ACTIVITY —
Search the entries for the word "template". Copy each line in which it is found.

RECORDS FOR THE EXERCISE —
───

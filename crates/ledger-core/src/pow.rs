//! Proof-of-work: search the nonce until the block digest starts with
//! `difficulty` hex zeros.

use rayon::prelude::*;
use serde::{Deserialize, Serialize};
use std::fmt;
use std::sync::atomic::{AtomicU64, Ordering};
use std::time::{Duration, Instant};
use tracing::{debug, info};

use crate::block::Block;
use crate::constants::{DEFAULT_DIFFICULTY, HASH_HEX_SIZE};
use crate::encoding::{abbreviate, block_digest};
use crate::error::{LedgerError, Result};
use crate::payload::Payload;

/// Nonces handed to the thread pool per round of the parallel search.
const PARALLEL_BATCH: u64 = 1 << 14;

/// Required number of leading `'0'` characters in a hex digest.
#[derive(Clone, Copy, Debug, PartialEq, Eq, PartialOrd, Ord, Hash, Serialize, Deserialize)]
#[serde(try_from = "i64", into = "i64")]
pub struct Difficulty(usize);

impl Difficulty {
    pub const ZERO: Difficulty = Difficulty(0);

    pub fn new(zeros: usize) -> Result<Self> {
        if zeros > HASH_HEX_SIZE {
            return Err(LedgerError::InvalidDifficulty {
                requested: i64::try_from(zeros).unwrap_or(i64::MAX),
                max: HASH_HEX_SIZE,
            });
        }
        Ok(Self(zeros))
    }

    pub fn get(self) -> usize {
        self.0
    }
}

impl Default for Difficulty {
    fn default() -> Self {
        Self(DEFAULT_DIFFICULTY)
    }
}

impl TryFrom<i64> for Difficulty {
    type Error = LedgerError;

    fn try_from(value: i64) -> Result<Self> {
        usize::try_from(value)
            .ok()
            .filter(|zeros| *zeros <= HASH_HEX_SIZE)
            .map(Self)
            .ok_or(LedgerError::InvalidDifficulty {
                requested: value,
                max: HASH_HEX_SIZE,
            })
    }
}

impl From<Difficulty> for i64 {
    fn from(d: Difficulty) -> Self {
        d.0 as i64
    }
}

impl fmt::Display for Difficulty {
    fn fmt(&self, f: &mut fmt::Formatter<'_>) -> fmt::Result {
        self.0.fmt(f)
    }
}

/// What a finished search cost.
#[derive(Clone, Copy, Debug, PartialEq, Eq)]
pub struct MiningReport {
    /// Hashes computed beyond the one the block already carried.
    pub attempts: u64,
    pub elapsed: Duration,
}

impl MiningReport {
    pub fn hash_rate(&self) -> f64 {
        let secs = self.elapsed.as_secs_f64();
        if secs == 0.0 {
            return 0.0;
        }
        self.attempts as f64 / secs
    }
}

pub fn count_leading_zero_chars(hash: &str) -> usize {
    hash.bytes().take_while(|b| *b == b'0').count()
}

pub fn meets_difficulty(hash: &str, difficulty: Difficulty) -> bool {
    count_leading_zero_chars(hash) >= difficulty.get()
}

/// Increments `block.nonce` and rehashes until the stored hash meets
/// `difficulty`. The stored hash is checked first, so a block that already
/// qualifies costs zero attempts and is left untouched.
///
/// There is no attempt cap. The only failure is running out of nonces.
pub fn mine<D: Payload>(block: &mut Block<D>, difficulty: Difficulty) -> Result<MiningReport> {
    let start = Instant::now();
    let mut attempts = 0u64;

    while !meets_difficulty(&block.hash, difficulty) {
        block.nonce = block
            .nonce
            .checked_add(1)
            .ok_or(LedgerError::NonceSpaceExhausted { index: block.index })?;
        block.rehash();
        attempts += 1;
    }

    let report = MiningReport {
        attempts,
        elapsed: start.elapsed(),
    };
    info!(
        "Mined block {} at difficulty {} with nonce {} after {} attempts in {:?}: {}",
        block.index,
        difficulty,
        block.nonce,
        attempts,
        report.elapsed,
        abbreviate(&block.hash)
    );
    Ok(report)
}

/// Same contract as [`mine`], with each round of nonces spread over the rayon
/// pool.
///
/// Every round takes the lowest qualifying nonce, so the committed nonce and
/// hash are the ones the sequential search finds. `attempts` counts every
/// hash evaluated on any thread, so it can exceed the sequential count.
pub fn mine_parallel<D: Payload + Sync>(
    block: &mut Block<D>,
    difficulty: Difficulty,
) -> Result<MiningReport> {
    let start = Instant::now();

    if meets_difficulty(&block.hash, difficulty) {
        return Ok(MiningReport {
            attempts: 0,
            elapsed: start.elapsed(),
        });
    }

    let exhausted = LedgerError::NonceSpaceExhausted { index: block.index };
    let evaluated = AtomicU64::new(0);
    let mut lo = block.nonce.checked_add(1).ok_or(exhausted.clone())?;

    let found = {
        let template = &*block;
        loop {
            let hi = lo.saturating_add(PARALLEL_BATCH - 1);
            let hit = (lo..=hi).into_par_iter().find_first(|nonce| {
                evaluated.fetch_add(1, Ordering::Relaxed);
                let hash = block_digest(
                    template.index,
                    template.timestamp,
                    &template.data,
                    &template.previous_hash,
                    *nonce,
                );
                meets_difficulty(&hash, difficulty)
            });
            if let Some(nonce) = hit {
                break nonce;
            }
            debug!("no hit for block {} in nonces {}..={}", template.index, lo, hi);
            if hi == u64::MAX {
                return Err(exhausted);
            }
            lo = hi + 1;
        }
    };

    block.nonce = found;
    block.rehash();

    let report = MiningReport {
        attempts: evaluated.into_inner(),
        elapsed: start.elapsed(),
    };
    info!(
        "Mined block {} in parallel at difficulty {} with nonce {} after {} attempts in {:?}: {}",
        block.index,
        difficulty,
        block.nonce,
        report.attempts,
        report.elapsed,
        abbreviate(&block.hash)
    );
    Ok(report)
}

───

REPLY —
        let template = &*block;
                    template.index,
                    template.timestamp,
                    &template.data,
                    &template.previous_hash,
            debug!("no hit for block {} in nonces {}..={}", template.index, lo, hi);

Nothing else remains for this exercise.